In connection with its business, GTL collected a significant amount of sensitive information from incarcerated individuals and their contacts, including their names, addresses, financial account information, passport, driver’s license, and social security numbers. Using that information and other information collected from incarcerated individuals and their contacts, GLT also offered products and services to Facilities to allow them to surveil and investigate incarcerated consumers and contacts.
In advertising materials and responses to RFPs, GTL extolled its data security practices, even providing documents to Facilities that made specific representations about its data security safeguards, like “Our technologies leverage multiple layers of firewalls, SSL, and best-industry security standards to ensure all data transmitted through our systems are [sic] secure.” In addition, GTL published a (largely boilerplate) public-facing privacy notice on its website that made this security representation to consumers:
“We seek to use industry standard physical, technical, and administrative security measures designed to protect your personally identifiable information. However, no data transmission or storage system can be guaranteed to be 100% secure. If you have reason to believe that your interaction with us is no longer secure (for example, if you feel that the security of any account you might have with us has been compromised), please immediately notify us in accordance with the ‘Contact Us’ section above.”

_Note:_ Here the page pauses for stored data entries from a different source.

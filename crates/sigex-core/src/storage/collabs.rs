//! Collab storage operations (CRUD)

use chrono::Utc;
use rusqlite::{params, Connection, OptionalExtension};

use crate::collab::CollabConfig;
use crate::storage::db::DatabaseError;

/// What the mediator needs from a collab store
///
/// Implementations must give read-your-writes consistency within a
/// process. Locking across processes is not part of the contract.
pub trait CollabStore {
    /// Look up a collab by its unique name
    ///
    /// # Errors
    /// Returns an error if the store cannot be read
    fn find(&self, name: &str) -> Result<Option<CollabConfig>, DatabaseError>;

    /// All collabs, ordered by name
    ///
    /// # Errors
    /// Returns an error if the store cannot be read
    fn list(&self) -> Result<Vec<CollabConfig>, DatabaseError>;

    /// Persist a new collab
    ///
    /// # Errors
    /// Returns an error if the name is taken or the write fails
    fn create(&self, config: &CollabConfig) -> Result<(), DatabaseError>;

    /// Overwrite an existing collab
    ///
    /// # Errors
    /// Returns an error if the collab does not exist or the write fails
    fn update(&self, config: &CollabConfig) -> Result<(), DatabaseError>;

    /// Remove a collab, returning whether a row was deleted
    ///
    /// # Errors
    /// Returns an error if the write fails
    fn delete(&self, config: &CollabConfig) -> Result<bool, DatabaseError>;
}

/// `SQLite`-backed collab store
pub struct SqliteCollabStore<'a> {
    conn: &'a Connection,
}

impl<'a> SqliteCollabStore<'a> {
    /// Create a new collab store
    pub fn new(conn: &'a Connection) -> Self {
        Self { conn }
    }

    fn parse(json: &str) -> Result<CollabConfig, DatabaseError> {
        serde_json::from_str(json)
            .map_err(|e| DatabaseError::Serialization(format!("Failed to parse collab: {e}")))
    }

    fn serialize(config: &CollabConfig) -> Result<String, DatabaseError> {
        serde_json::to_string(config)
            .map_err(|e| DatabaseError::Serialization(format!("Failed to serialize collab: {e}")))
    }
}

impl CollabStore for SqliteCollabStore<'_> {
    fn find(&self, name: &str) -> Result<Option<CollabConfig>, DatabaseError> {
        let json: Option<String> = self
            .conn
            .query_row(
                "SELECT data FROM collabs WHERE name = ?1",
                params![name],
                |row| row.get(0),
            )
            .optional()?;

        json.as_deref().map(Self::parse).transpose()
    }

    fn list(&self) -> Result<Vec<CollabConfig>, DatabaseError> {
        let mut stmt = self
            .conn
            .prepare("SELECT data FROM collabs ORDER BY name")?;

        let rows = stmt.query_map([], |row| row.get::<_, String>(0))?;

        let mut collabs = Vec::new();
        for row in rows {
            collabs.push(Self::parse(&row?)?);
        }
        Ok(collabs)
    }

    fn create(&self, config: &CollabConfig) -> Result<(), DatabaseError> {
        let now = Utc::now().to_rfc3339();

        self.conn.execute(
            r"
            INSERT INTO collabs (name, api, enabled, data, created_at, updated_at)
            VALUES (?1, ?2, ?3, ?4, ?5, ?6)
            ",
            params![
                config.name,
                config.api,
                config.enabled,
                Self::serialize(config)?,
                now,
                now,
            ],
        )?;

        Ok(())
    }

    fn update(&self, config: &CollabConfig) -> Result<(), DatabaseError> {
        let updated = self.conn.execute(
            r"
            UPDATE collabs
            SET api = ?1, enabled = ?2, data = ?3, updated_at = ?4
            WHERE name = ?5
            ",
            params![
                config.api,
                config.enabled,
                Self::serialize(config)?,
                Utc::now().to_rfc3339(),
                config.name,
            ],
        )?;

        if updated == 0 {
            return Err(DatabaseError::Serialization(format!(
                "Collab not found: {}",
                config.name
            )));
        }

        Ok(())
    }

    fn delete(&self, config: &CollabConfig) -> Result<bool, DatabaseError> {
        let deleted = self
            .conn
            .execute("DELETE FROM collabs WHERE name = ?1", params![config.name])?;
        Ok(deleted > 0)
    }
}
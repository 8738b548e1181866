//! Types and APIs that ship with sigex

use serde::Deserialize;
use serde_json::json;
use std::sync::Arc;

use super::api::{ApiFactory, ApiType, SignalExchangeApi};
use super::content::{ContentType, SignalType};
use crate::schema::{CollabSchema, EnumSpec, FieldSpec, TypeTag};

pub const FB_THREATEXCHANGE: &str = "fb_threatexchange";
pub const NCMEC: &str = "ncmec";
pub const LOCAL_FILE: &str = "local_file";
pub const SAMPLE: &str = "sample";

macro_rules! qualified {
    ($ty:literal) => {
        concat!(module_path!(), "::", $ty)
    };
}

/// Built-in content types
#[must_use]
pub fn content_types() -> Vec<ContentType> {
    vec![
        ContentType::new("photo", qualified!("PhotoContent")),
        ContentType::new("video", qualified!("VideoContent")),
        ContentType::new("text", qualified!("TextContent")),
        ContentType::new("url", qualified!("UrlContent")),
    ]
}

/// Built-in signal types
#[must_use]
pub fn signal_types() -> Vec<SignalType> {
    vec![
        SignalType::new("pdq", qualified!("PdqSignal"), &["photo"]),
        SignalType::new("video_md5", qualified!("VideoMd5Signal"), &["video"]),
        SignalType::new("raw_text", qualified!("RawTextSignal"), &["text"]),
        SignalType::new("url", qualified!("UrlSignal"), &["url"]),
    ]
}

/// Registration table of built-in APIs
#[must_use]
pub fn api_types() -> Vec<ApiType> {
    fn entry<T: SignalExchangeApi + Default + 'static>(
        name: &'static str,
        qualified_name: &'static str,
    ) -> ApiType {
        let factory: ApiFactory = || Ok(Arc::new(T::default()));
        ApiType {
            name,
            qualified_name,
            factory,
        }
    }

    vec![
        entry::<FbThreatExchangeApi>(FB_THREATEXCHANGE, qualified!("FbThreatExchangeApi")),
        entry::<NcmecApi>(NCMEC, qualified!("NcmecApi")),
        entry::<LocalFileApi>(LOCAL_FILE, qualified!("LocalFileApi")),
        entry::<SampleApi>(SAMPLE, qualified!("SampleApi")),
    ]
}

/// Facebook ThreatExchange privacy groups
#[derive(Debug, Default)]
pub struct FbThreatExchangeApi;

/// Typed view of a `fb_threatexchange` collab's attributes
#[derive(Debug, Clone, PartialEq, Eq, Deserialize)]
pub struct FbThreatExchangeCollab {
    pub privacy_group: i64,
    pub app_token_override: Option<String>,
}

impl SignalExchangeApi for FbThreatExchangeApi {
    fn name(&self) -> &str {
        FB_THREATEXCHANGE
    }

    fn qualified_name(&self) -> &str {
        qualified!("FbThreatExchangeApi")
    }

    fn collab_schema(&self) -> CollabSchema {
        CollabSchema::new(FB_THREATEXCHANGE)
            .field(
                FieldSpec::required("privacy_group", TypeTag::Int)
                    .help("the privacy group id to fetch signals from")
                    .metavar("ID"),
            )
            .field(
                FieldSpec::with_default(
                    "app_token_override",
                    TypeTag::optional(TypeTag::Str),
                    json!(null),
                )
                .help("use this app token instead of the configured default")
                .metavar("TOKEN"),
            )
    }
}

/// NCMEC hash sharing
#[derive(Debug, Default)]
pub struct NcmecApi;

impl SignalExchangeApi for NcmecApi {
    fn name(&self) -> &str {
        NCMEC
    }

    fn qualified_name(&self) -> &str {
        qualified!("NcmecApi")
    }

    fn collab_schema(&self) -> CollabSchema {
        CollabSchema::new(NCMEC)
            .field(
                FieldSpec::required(
                    "environment",
                    TypeTag::Enum(EnumSpec::new(
                        "NCMECEnvironment",
                        &["Industry", "Exploitative", "Test"],
                    )),
                )
                .help("which NCMEC hash sharing environment to use"),
            )
            .field(FieldSpec::with_default(
                "only_esp_ids",
                TypeTag::list(TypeTag::Int),
                json!([]),
            ))
    }
}

/// Signals read from a local file
#[derive(Debug, Default)]
pub struct LocalFileApi;

impl SignalExchangeApi for LocalFileApi {
    fn name(&self) -> &str {
        LOCAL_FILE
    }

    fn qualified_name(&self) -> &str {
        qualified!("LocalFileApi")
    }

    fn collab_schema(&self) -> CollabSchema {
        CollabSchema::new(LOCAL_FILE)
            .field(
                FieldSpec::required("filename", TypeTag::Str)
                    .help("path of the file to read signals from")
                    .metavar("PATH"),
            )
            .field(
                FieldSpec::with_default(
                    "signal_type",
                    TypeTag::optional(TypeTag::Str),
                    json!(null),
                )
                .help("interpret every line as this signal type"),
            )
    }
}

/// Fixed sample data, always present and never configurable
#[derive(Debug, Default)]
pub struct SampleApi;

impl SignalExchangeApi for SampleApi {
    fn name(&self) -> &str {
        SAMPLE
    }

    fn qualified_name(&self) -> &str {
        qualified!("SampleApi")
    }

    fn collab_schema(&self) -> CollabSchema {
        CollabSchema::new(SAMPLE)
    }

    fn is_sample(&self) -> bool {
        true
    }
}

#[cfg(test)]
mod tests {
    use super::*;
    use crate::registry::{ApiMapping, SignalTypeMapping};

    #[test]
    fn test_builtins_are_consistent() {
        SignalTypeMapping::new(content_types(), signal_types()).unwrap();

        let apis = api_types()
            .iter()
            .map(ApiType::instantiate)
            .collect::<Result<Vec<_>, _>>()
            .unwrap();
        let mapping = ApiMapping::new(apis).unwrap();

        let editable: Vec<_> = mapping.editable().map(|a| a.api.name()).collect();
        assert_eq!(editable, vec![FB_THREATEXCHANGE, NCMEC, LOCAL_FILE]);
    }

    #[test]
    fn test_ncmec_environment_metavar() {
        let ncmec: Arc<dyn SignalExchangeApi> = Arc::new(NcmecApi);
        let mapping = ApiMapping::new(vec![ncmec]).unwrap();
        let env = &mapping.get(NCMEC).unwrap().descriptors[0];
        assert!(env.is_enum);
        assert_eq!(env.metavar, "[Industry,Exploitative,Test]");
    }
}
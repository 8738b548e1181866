//! Sigex Core - Collab configuration engine
//!
//! This crate turns declarative collab schemas into CLI edit surfaces,
//! resolves edits into records in a SQLite store, and validates extension
//! modules against the type registry.

#![forbid(unsafe_code)]
#![warn(clippy::all, clippy::pedantic)]

pub mod collab;
pub mod command;
pub mod error;
pub mod extension;
pub mod registry;
pub mod schema;
pub mod settings;
pub mod storage;

pub use collab::{ApplyOutcome, CollabConfig, CollabMediator};
pub use error::{SigexError, SigexResult};
pub use settings::Settings;
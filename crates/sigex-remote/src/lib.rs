//! Sigex Remote - ThreatExchange privacy group client
//!
//! Only the calls the `config api fb_threatexchange` commands need: list the
//! privacy groups an app can see and fetch one by id.

#![forbid(unsafe_code)]
#![warn(clippy::all, clippy::pedantic)]

mod client;
mod error;

pub use client::{
    is_valid_app_token, PrivacyGroup, PrivacyGroupSource, ThreatExchangeClient, DEFAULT_BASE_URL,
};
pub use error::{RemoteError, RemoteResult};
//! Content and signal types

use serde::Serialize;
use std::collections::HashSet;

use crate::error::{SigexError, SigexResult};

/// A kind of content signals can be extracted from (photo, video, ...)
#[derive(Debug, Clone, PartialEq, Eq, Serialize)]
pub struct ContentType {
    pub name: String,
    pub qualified_name: String,
}

impl ContentType {
    pub fn new(name: impl Into<String>, qualified_name: impl Into<String>) -> Self {
        Self {
            name: name.into(),
            qualified_name: qualified_name.into(),
        }
    }
}

/// A kind of signal (hash, text, url, ...) and the content it applies to
#[derive(Debug, Clone, PartialEq, Eq, Serialize)]
pub struct SignalType {
    pub name: String,
    pub qualified_name: String,
    /// Names of the content types this signal can be derived from
    pub content_types: Vec<String>,
}

impl SignalType {
    pub fn new(
        name: impl Into<String>,
        qualified_name: impl Into<String>,
        content_types: &[&str],
    ) -> Self {
        Self {
            name: name.into(),
            qualified_name: qualified_name.into(),
            content_types: content_types.iter().map(|c| (*c).to_string()).collect(),
        }
    }
}

/// A consistent set of content and signal types
///
/// Names are unique per kind, and every signal type only references
/// content types in the same mapping.
#[derive(Debug, Clone, Default)]
pub struct SignalTypeMapping {
    content_types: Vec<ContentType>,
    signal_types: Vec<SignalType>,
}

impl SignalTypeMapping {
    /// Build a mapping, checking names and cross references
    ///
    /// # Errors
    /// Returns `DuplicateRegistration` for a repeated name, or
    /// `IncompatibleSignalType` for a signal type naming unknown content
    pub fn new(content_types: Vec<ContentType>, signal_types: Vec<SignalType>) -> SigexResult<Self> {
        ensure_unique("content type", content_types.iter().map(|c| c.name.as_str()))?;
        ensure_unique("signal type", signal_types.iter().map(|s| s.name.as_str()))?;

        let known: HashSet<&str> = content_types.iter().map(|c| c.name.as_str()).collect();
        for signal in &signal_types {
            if let Some(missing) = signal
                .content_types
                .iter()
                .find(|c| !known.contains(c.as_str()))
            {
                return Err(SigexError::IncompatibleSignalType {
                    signal_type: signal.name.clone(),
                    content_type: missing.clone(),
                });
            }
        }

        Ok(Self {
            content_types,
            signal_types,
        })
    }

    #[must_use]
    pub fn content_types(&self) -> &[ContentType] {
        &self.content_types
    }

    #[must_use]
    pub fn signal_types(&self) -> &[SignalType] {
        &self.signal_types
    }

    #[must_use]
    pub fn content_type(&self, name: &str) -> Option<&ContentType> {
        self.content_types.iter().find(|c| c.name == name)
    }

    #[must_use]
    pub fn signal_type(&self, name: &str) -> Option<&SignalType> {
        self.signal_types.iter().find(|s| s.name == name)
    }
}

pub(crate) fn ensure_unique<'a>(
    kind: &'static str,
    names: impl IntoIterator<Item = &'a str>,
) -> SigexResult<()> {
    let mut seen = HashSet::new();
    for name in names {
        if !seen.insert(name) {
            return Err(SigexError::DuplicateRegistration {
                kind,
                name: name.to_string(),
            });
        }
    }
    Ok(())
}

In 2020, GTL engineers (and more specifically, a contractor engaged by GTL) copied a large database into an AWS cloud storage environment (“Test Environment”) for the purpose of testing a product that GTL was developing. The data contained real data, including personally identifiable information (e.g. contact information, payment card and financial account information, personal messages, and grievance forms) about the users of GTL’s products and services. According to the Complaint, the Test Environment wasn’t adequately secured, and as a result, was left accessible via the Internet for two days. The FTC found that there were multiple instances of unauthorized access to the Test Environment (and the data within it) and that GTL made misrepresentations regarding this security incident (“Incident”) and failed to properly notify consumers about it.

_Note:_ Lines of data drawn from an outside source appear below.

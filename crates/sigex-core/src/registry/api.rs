//! Signal exchange APIs and their registration table

use std::fmt;
use std::panic;
use std::sync::{Arc, Mutex, PoisonError};

use super::content::ensure_unique;
use crate::command::{synthesize, CommandSurface};
use crate::error::{SigexError, SigexResult};
use crate::schema::{describe, CollabSchema, FieldDescriptor};

/// Error type returned by API factories
pub type FactoryError = Box<dyn std::error::Error + Send + Sync>;

/// Zero-argument constructor for an API
pub type ApiFactory = fn() -> Result<Arc<dyn SignalExchangeApi>, FactoryError>;

/// An integration with an external signal exchange
pub trait SignalExchangeApi: Send + Sync {
    /// Short name used on the command line and stored on collabs
    fn name(&self) -> &str;

    /// Fully qualified implementation identifier
    fn qualified_name(&self) -> &str;

    /// Declarative field set of this API's collab configs
    fn collab_schema(&self) -> CollabSchema;

    /// Sample APIs are listed but get no edit surface
    fn is_sample(&self) -> bool {
        false
    }
}

impl fmt::Debug for dyn SignalExchangeApi {
    fn fmt(&self, f: &mut fmt::Formatter<'_>) -> fmt::Result {
        f.debug_struct("SignalExchangeApi")
            .field("name", &self.name())
            .field("qualified_name", &self.qualified_name())
            .finish()
    }
}

/// Registration table entry: the API's name and how to build it
#[derive(Clone, Copy)]
pub struct ApiType {
    pub name: &'static str,
    pub qualified_name: &'static str,
    pub factory: ApiFactory,
}

impl ApiType {
    /// Construct an instance
    ///
    /// A factory that fails or panics yields `Instantiation`, as does an
    /// instance whose name differs from the registered one.
    ///
    /// # Errors
    /// Returns `Instantiation` naming this API type
    pub fn instantiate(&self) -> SigexResult<Arc<dyn SignalExchangeApi>> {
        let instantiation = |message: String| SigexError::Instantiation {
            api: self.qualified_name.to_string(),
            message,
        };

        let built = catch_quietly(self.factory)
            .map_err(|payload| instantiation(panic_message(payload.as_ref())))?
            .map_err(|e| instantiation(e.to_string()))?;

        if built.name() != self.name {
            return Err(instantiation(format!(
                "registered as '{}' but built '{}'",
                self.name,
                built.name()
            )));
        }
        Ok(built)
    }
}

impl fmt::Debug for ApiType {
    fn fmt(&self, f: &mut fmt::Formatter<'_>) -> fmt::Result {
        f.debug_struct("ApiType")
            .field("name", &self.name)
            .field("qualified_name", &self.qualified_name)
            .finish_non_exhaustive()
    }
}

static PANIC_HOOK: Mutex<()> = Mutex::new(());

/// `catch_unwind` with the panic hook silenced, so a failing factory is
/// reported once through its `Instantiation` error
fn catch_quietly<R>(f: fn() -> R) -> std::thread::Result<R> {
    let _guard = PANIC_HOOK.lock().unwrap_or_else(PoisonError::into_inner);
    let hook = panic::take_hook();
    panic::set_hook(Box::new(|_| {}));
    let result = panic::catch_unwind(f);
    panic::set_hook(hook);
    result
}

fn panic_message(payload: &(dyn std::any::Any + Send)) -> String {
    if let Some(s) = payload.downcast_ref::<&str>() {
        (*s).to_string()
    } else if let Some(s) = payload.downcast_ref::<String>() {
        s.clone()
    } else {
        "constructor panicked".to_string()
    }
}

/// A live API with its schema and cached field descriptors
#[derive(Debug, Clone)]
pub struct RegisteredApi {
    pub api: Arc<dyn SignalExchangeApi>,
    pub schema: CollabSchema,
    pub descriptors: Vec<FieldDescriptor>,
}

/// The set of known API instances, keyed by unique name
#[derive(Debug, Clone, Default)]
pub struct ApiMapping {
    apis: Vec<RegisteredApi>,
}

impl ApiMapping {
    /// Register instances, describing each schema once
    ///
    /// # Errors
    /// Returns `DuplicateRegistration` on a name collision, or a schema
    /// error if an API's schema is malformed
    pub fn new(apis: Vec<Arc<dyn SignalExchangeApi>>) -> SigexResult<Self> {
        ensure_unique("api", apis.iter().map(|a| a.name()))?;

        let apis = apis
            .into_iter()
            .map(|api| {
                let schema = api.collab_schema();
                if schema.api != api.name() {
                    return Err(SigexError::schema(
                        api.name(),
                        format!("collab schema is declared for '{}'", schema.api),
                    ));
                }
                let descriptors = describe(&schema)?;
                Ok(RegisteredApi {
                    api,
                    schema,
                    descriptors,
                })
            })
            .collect::<SigexResult<Vec<_>>>()?;

        Ok(Self { apis })
    }

    #[must_use]
    pub fn get(&self, name: &str) -> Option<&RegisteredApi> {
        self.apis.iter().find(|a| a.api.name() == name)
    }

    pub fn iter(&self) -> impl Iterator<Item = &RegisteredApi> {
        self.apis.iter()
    }

    pub fn names(&self) -> impl Iterator<Item = &str> {
        self.apis.iter().map(|a| a.api.name())
    }

    /// Instances, for feeding into a new mapping
    #[must_use]
    pub fn instances(&self) -> Vec<Arc<dyn SignalExchangeApi>> {
        self.apis.iter().map(|a| Arc::clone(&a.api)).collect()
    }

    /// APIs that get a `collab edit` subcommand
    pub fn editable(&self) -> impl Iterator<Item = &RegisteredApi> {
        self.apis.iter().filter(|a| !a.api.is_sample())
    }

    /// Synthesize one edit surface per editable API
    ///
    /// # Errors
    /// Returns a schema error if a field collides with a fixed flag
    pub fn surfaces(&self) -> SigexResult<Vec<CommandSurface>> {
        self.editable()
            .map(|a| synthesize(a.api.name(), &a.descriptors))
            .collect()
    }
}

#[cfg(test)]
mod tests {
    use super::*;
    use crate::schema::{FieldSpec, TypeTag};

    struct Named(&'static str);

    impl SignalExchangeApi for Named {
        fn name(&self) -> &str {
            self.0
        }
        fn qualified_name(&self) -> &str {
            "tests::Named"
        }
        fn collab_schema(&self) -> CollabSchema {
            CollabSchema::new(self.0).field(FieldSpec::required("x", TypeTag::Int))
        }
    }

    fn named(name: &'static str) -> Arc<dyn SignalExchangeApi> {
        Arc::new(Named(name))
    }

    #[test]
    fn test_duplicate_api_names() {
        let err = ApiMapping::new(vec![named("a"), named("a")]).unwrap_err();
        assert!(matches!(err, SigexError::DuplicateRegistration { kind: "api", .. }));
    }

    #[test]
    fn test_descriptors_cached() {
        let mapping = ApiMapping::new(vec![named("a"), named("b")]).unwrap();
        let a = mapping.get("a").unwrap();
        assert_eq!(a.descriptors.len(), 1);
        assert_eq!(mapping.surfaces().unwrap().len(), 2);
        assert_eq!(mapping.names().collect::<Vec<_>>(), vec!["a", "b"]);
    }

    #[test]
    fn test_instantiate_catches_panic() {
        let api_type = ApiType {
            name: "boom",
            qualified_name: "tests::Boom",
            factory: || panic!("no config file"),
        };
        let err = api_type.instantiate().unwrap_err();
        assert!(matches!(err, SigexError::Instantiation { ref api, ref message }
            if api == "tests::Boom" && message.contains("no config file")));
    }

    #[test]
    fn test_instantiate_name_mismatch() {
        let api_type = ApiType {
            name: "expected",
            qualified_name: "tests::Named",
            factory: || Ok(named("other")),
        };
        assert!(api_type.instantiate().is_err());
    }
}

The FTC's Complaint alleged these specific deficiencies in GTL’s data security practices:
+ Insufficient Encryption Practices: GTL took no steps to encrypt or otherwise obfuscate the data in the Test Environment, and allegedly stored the sensitive personal information in the Test Environment in clear, readable text.
+ Lack of Automated Monitoring: GTL failed to utilize automated monitoring tools in the test environment, including available AWS features, which could have alerted to any changes in security settings.
+ Absence of Perimeter Firewall: GTL did not deploy a perimeter firewall to safeguard the Test Environment from external threats.
+ Lack of Log Monitoring Solution: GTL lacked a log monitoring solution to provide alerts to the GTL information security team for Test Environment protection.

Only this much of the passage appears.